A l’inverse, le second tableau, intitulé Homme invisible, ne nous montre qu’une bribe de souvenir lointain décrit par l’oncle aveugle de Pei-Ming. Le visage est noyé dans la brume d’une mémoire ne sachant plus tout à fait ce que peuvent être les expressions visuelles d’un visage. Alors que le premier tableau ne pouvait échanger son regard avec le nôtre, la deuxième peinture, au contraire, nous voit sans que nous puissions le faire nous-même. Etre face à l’homme invisible, c’est être face au déclin de la mémoire, c’est être confronté à l’incapacité de préciser ce que nous avons face à nous. L’homme invisible peut également renvoyer à notre propre incapacité à nous voir nous même tel que nous sommes. Il évoque la phrase de Jean-Paul Sartre écrivant « je me vois, je me vois me voir, je me vois me voyant me voir, mais je ne parviens pas à être à la fois celui qui voit et celui qui est vu ».
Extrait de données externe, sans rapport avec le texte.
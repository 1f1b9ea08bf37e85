//! Configuration loading and validation.
//!
//! Loads relay configuration from `relay.toml` (or `$RELAY_CONFIG_PATH`,
//! or an explicit `--config` path). Every section is optional.
//!
//! Precedence: env vars > config file > defaults.

use std::path::{Path, PathBuf};

use anyhow::{Context, Result};
use serde::Deserialize;

use crate::delivery::{DeliverySettings, DEFAULT_SEND_TIMEOUT_SECS};
use crate::recipient::{PhoneNormalizer, DEFAULT_COUNTRY_CODE, DEFAULT_DOMAIN_SUFFIX};
use crate::template::{MessageTemplate, DEFAULT_LOGIN_URL, DEFAULT_TEMPLATE};
use crate::whatsapp::client::DEFAULT_BRIDGE_PORT;

/// Config file used when no path is given.
pub const DEFAULT_CONFIG_FILE: &str = "relay.toml";

/// Default request body limit (1 MiB).
const DEFAULT_MAX_BODY_BYTES: usize = 1024 * 1024;

// ── Top-level config ────────────────────────────────────────────

/// Top-level relay configuration.
#[derive(Debug, Clone, Default, Deserialize)]
#[serde(default)]
pub struct Config {
    /// HTTP listener settings.
    pub server: ServerConfig,
    /// WhatsApp bridge settings.
    pub whatsapp: WhatsAppConfig,
    /// Message content and delivery behaviour.
    pub delivery: DeliveryConfig,
    /// Log output.
    pub logging: LoggingConfig,
}

/// HTTP listener settings.
#[derive(Debug, Clone, Deserialize)]
#[serde(default)]
pub struct ServerConfig {
    /// Bind address.
    pub host: String,
    /// Listening port.
    pub port: u16,
    /// Origins allowed by CORS. `"*"` mirrors any origin.
    pub allowed_origins: Vec<String>,
    /// Largest accepted request body in bytes.
    pub max_body_bytes: usize,
}

impl Default for ServerConfig {
    fn default() -> Self {
        Self {
            host: "0.0.0.0".to_owned(),
            port: 3000,
            allowed_origins: vec!["*".to_owned()],
            max_body_bytes: DEFAULT_MAX_BODY_BYTES,
        }
    }
}

/// WhatsApp bridge settings.
#[derive(Debug, Clone, Deserialize)]
#[serde(default)]
pub struct WhatsAppConfig {
    /// Base URL of the bridge sidecar.
    pub bridge_url: String,
    /// Where the bridge persists the login session.
    pub session_dir: PathBuf,
    /// Also write login codes to the log as terminal QR codes.
    pub print_qr: bool,
    /// Run the bridge as a managed Docker container.
    pub container: Option<ContainerConfig>,
}

impl Default for WhatsAppConfig {
    fn default() -> Self {
        Self {
            bridge_url: format!("http://127.0.0.1:{DEFAULT_BRIDGE_PORT}"),
            session_dir: default_session_dir(),
            print_qr: true,
            container: None,
        }
    }
}

/// Managed bridge container.
#[derive(Debug, Clone, Deserialize)]
pub struct ContainerConfig {
    /// Image reference for the bridge.
    pub image: String,
    /// Port the bridge listens on inside and outside the container.
    #[serde(default = "default_bridge_port")]
    pub port: u16,
}

/// Message content and delivery behaviour.
#[derive(Debug, Clone, Deserialize)]
#[serde(default)]
pub struct DeliveryConfig {
    /// Country calling code prefixed to local numbers.
    pub country_code: String,
    /// WhatsApp user domain appended to numbers.
    pub domain_suffix: String,
    /// URL substituted for `{login_url}`.
    pub login_url: String,
    /// Message body template.
    pub template: String,
    /// Image attached to every message, if present.
    pub media_path: Option<PathBuf>,
    /// Per-send timeout in seconds, `0` to disable.
    pub send_timeout_secs: u64,
    /// Check session readiness before each send.
    pub recheck_readiness: bool,
}

impl Default for DeliveryConfig {
    fn default() -> Self {
        Self {
            country_code: DEFAULT_COUNTRY_CODE.to_owned(),
            domain_suffix: DEFAULT_DOMAIN_SUFFIX.to_owned(),
            login_url: DEFAULT_LOGIN_URL.to_owned(),
            template: DEFAULT_TEMPLATE.to_owned(),
            media_path: Some(PathBuf::from("mindi_wsp.png")),
            send_timeout_secs: DEFAULT_SEND_TIMEOUT_SECS,
            recheck_readiness: true,
        }
    }
}

impl DeliveryConfig {
    /// Phone normalizer for these settings.
    pub fn normalizer(&self) -> PhoneNormalizer {
        PhoneNormalizer::new(&self.country_code, &self.domain_suffix)
    }

    /// Parsed message template.
    ///
    /// # Errors
    ///
    /// Returns an error if the template is malformed.
    pub fn message_template(&self) -> Result<MessageTemplate> {
        MessageTemplate::new(self.template.clone(), self.login_url.clone())
            .context("invalid message template")
    }

    /// Delivery loop settings.
    pub fn settings(&self) -> DeliverySettings {
        DeliverySettings {
            send_timeout: (self.send_timeout_secs > 0)
                .then(|| std::time::Duration::from_secs(self.send_timeout_secs)),
            recheck_readiness: self.recheck_readiness,
        }
    }
}

/// Log output.
#[derive(Debug, Clone, Deserialize)]
#[serde(default)]
pub struct LoggingConfig {
    /// Directory for rotated JSON logs. Console only when unset.
    pub logs_dir: Option<PathBuf>,
    /// Filter used when `RUST_LOG` is not set.
    pub level: String,
}

impl Default for LoggingConfig {
    fn default() -> Self {
        Self {
            logs_dir: None,
            level: "info".to_owned(),
        }
    }
}

fn default_bridge_port() -> u16 {
    DEFAULT_BRIDGE_PORT
}

fn default_session_dir() -> PathBuf {
    data_dir()
        .map(|dir| dir.join("session"))
        .unwrap_or_else(|_| PathBuf::from(".guardian-relay/session"))
}

// ── Loading ─────────────────────────────────────────────────────

impl Config {
    /// Load configuration with precedence: env vars > TOML file > defaults.
    ///
    /// An explicit `path` must exist. Without one, `$RELAY_CONFIG_PATH` or
    /// `./relay.toml` is used and a missing file means defaults.
    ///
    /// # Errors
    ///
    /// Returns an error if the file cannot be read or parsed.
    pub fn load(path: Option<&Path>) -> Result<Self> {
        let mut config = match path {
            Some(path) => load_config(path)?,
            None => {
                let path = Self::config_path_with(|key| std::env::var(key).ok());
                match std::fs::read_to_string(&path) {
                    Ok(contents) => {
                        tracing::info!(path = %path.display(), "loading config from file");
                        Self::from_toml_str(&contents).with_context(|| {
                            format!("failed to parse config at {}", path.display())
                        })?
                    }
                    Err(e) if e.kind() == std::io::ErrorKind::NotFound => {
                        tracing::info!("no config file found, using defaults");
                        Self::default()
                    }
                    Err(e) => {
                        return Err(anyhow::anyhow!(
                            "failed to read config at {}: {e}",
                            path.display()
                        ))
                    }
                }
            }
        };
        config.apply_overrides(|key| std::env::var(key).ok());
        Ok(config)
    }

    /// Parse configuration from TOML text, without env overrides.
    ///
    /// # Errors
    ///
    /// Returns an error if the text is not valid configuration.
    pub fn from_toml_str(contents: &str) -> Result<Self> {
        toml::from_str(contents).context("failed to parse config TOML")
    }

    /// Resolve the config path using a custom env resolver.
    pub fn config_path_with(env: impl Fn(&str) -> Option<String>) -> PathBuf {
        env("RELAY_CONFIG_PATH")
            .map(PathBuf::from)
            .unwrap_or_else(|| PathBuf::from(DEFAULT_CONFIG_FILE))
    }

    /// Apply environment variable overrides (env > config > defaults).
    ///
    /// Takes a resolver function so tests do not have to mutate the
    /// process environment.
    pub fn apply_overrides(&mut self, env: impl Fn(&str) -> Option<String>) {
        // Server.
        if let Some(v) = env("PORT") {
            match v.trim().parse() {
                Ok(port) => self.server.port = port,
                Err(_) => tracing::warn!(var = "PORT", value = %v, "ignoring invalid env override"),
            }
        }
        if let Some(v) = env("RELAY_HOST") {
            self.server.host = v;
        }
        if let Some(v) = env("RELAY_ALLOWED_ORIGINS") {
            self.server.allowed_origins = v
                .split(',')
                .map(str::trim)
                .filter(|s| !s.is_empty())
                .map(str::to_owned)
                .collect();
        }

        // WhatsApp.
        if let Some(v) = env("RELAY_BRIDGE_URL") {
            self.whatsapp.bridge_url = v;
        }
        if let Some(v) = env("RELAY_SESSION_DIR") {
            self.whatsapp.session_dir = PathBuf::from(v);
        }

        // Delivery.
        if let Some(v) = env("RELAY_MEDIA_PATH") {
            self.delivery.media_path = (!v.trim().is_empty()).then(|| PathBuf::from(v));
        }
        if let Some(v) = env("RELAY_COUNTRY_CODE") {
            self.delivery.country_code = v;
        }
        if let Some(v) = env("RELAY_LOGIN_URL") {
            self.delivery.login_url = v;
        }
        if let Some(v) = env("RELAY_SEND_TIMEOUT_SECS") {
            match v.trim().parse() {
                Ok(secs) => self.delivery.send_timeout_secs = secs,
                Err(_) => tracing::warn!(
                    var = "RELAY_SEND_TIMEOUT_SECS",
                    value = %v,
                    "ignoring invalid env override"
                ),
            }
        }

        // Logging.
        if let Some(v) = env("RELAY_LOGS_DIR") {
            self.logging.logs_dir = Some(PathBuf::from(v));
        }
        if let Some(v) = env("RELAY_LOG_LEVEL") {
            self.logging.level = v;
        }
    }

    /// Check values that deserialization cannot.
    ///
    /// # Errors
    ///
    /// Returns an error describing the first invalid setting.
    pub fn validate(&self) -> Result<()> {
        let code = self.delivery.country_code.trim();
        if code.is_empty() || !code.chars().all(|c| c.is_ascii_digit()) {
            anyhow::bail!(
                "delivery.country_code must be digits only, got {:?}",
                self.delivery.country_code
            );
        }
        if self.delivery.domain_suffix.trim().trim_start_matches('@').is_empty() {
            anyhow::bail!("delivery.domain_suffix must not be empty");
        }
        if self.server.allowed_origins.is_empty() {
            anyhow::bail!("server.allowed_origins must list at least one origin");
        }
        self.delivery.message_template()?;
        Ok(())
    }
}

/// Load configuration from a TOML file, without env overrides.
///
/// # Errors
///
/// Returns an error if the file cannot be read or parsed.
pub fn load_config(path: &Path) -> Result<Config> {
    let contents = std::fs::read_to_string(path)
        .map_err(|e| anyhow::anyhow!("failed to read config at {}: {e}", path.display()))?;
    Config::from_toml_str(&contents)
        .with_context(|| format!("failed to parse config at {}", path.display()))
}

/// Resolve the relay data directory (`~/.guardian-relay/`).
///
/// # Errors
///
/// Returns an error if the home directory cannot be determined.
pub fn data_dir() -> Result<PathBuf> {
    let home = directories::BaseDirs::new()
        .ok_or_else(|| anyhow::anyhow!("cannot determine home directory"))?;
    Ok(home.home_dir().join(".guardian-relay"))
}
Ce diptyque, apparemment ancré dans une simple préoccupation familiale et intime, marque en réalité l’engagement politique de Yan Pei-Ming qui, jusqu’à l’âge de 18 ans, vivait à Pékin et était l’un des peintres officiels de Mao. Exilé en France, il décide de consacrer sa pratique picturale à la réalisation de portraits qui représentent Mao, son père ou des membres de sa famille, ou encore des anonymes. Oncle aveugle et Homme invisible sont une forme de dénonciation politique. L’aveuglement de l’oncle symbolise l’aveuglement général de tout un peuple face à la dictature. L’invisibilité, quant à elle, est la conséquence directe de l’aveuglement : celui qui se voile la face et refuse la vérité perd sa présence au monde, il devient invisible parce qu’il ne revendique plus son droit à la liberté, parce qu’il ne résiste plus.
Jean-Charles Vergne
¹ Yan Pei-Ming, entretien avec Hou Hanru, « Le plaisir du texte ou Qigong, entretiens avec six artistes chinois », in Hsiungshih Art Monthly n°4, 1993, Taïwan.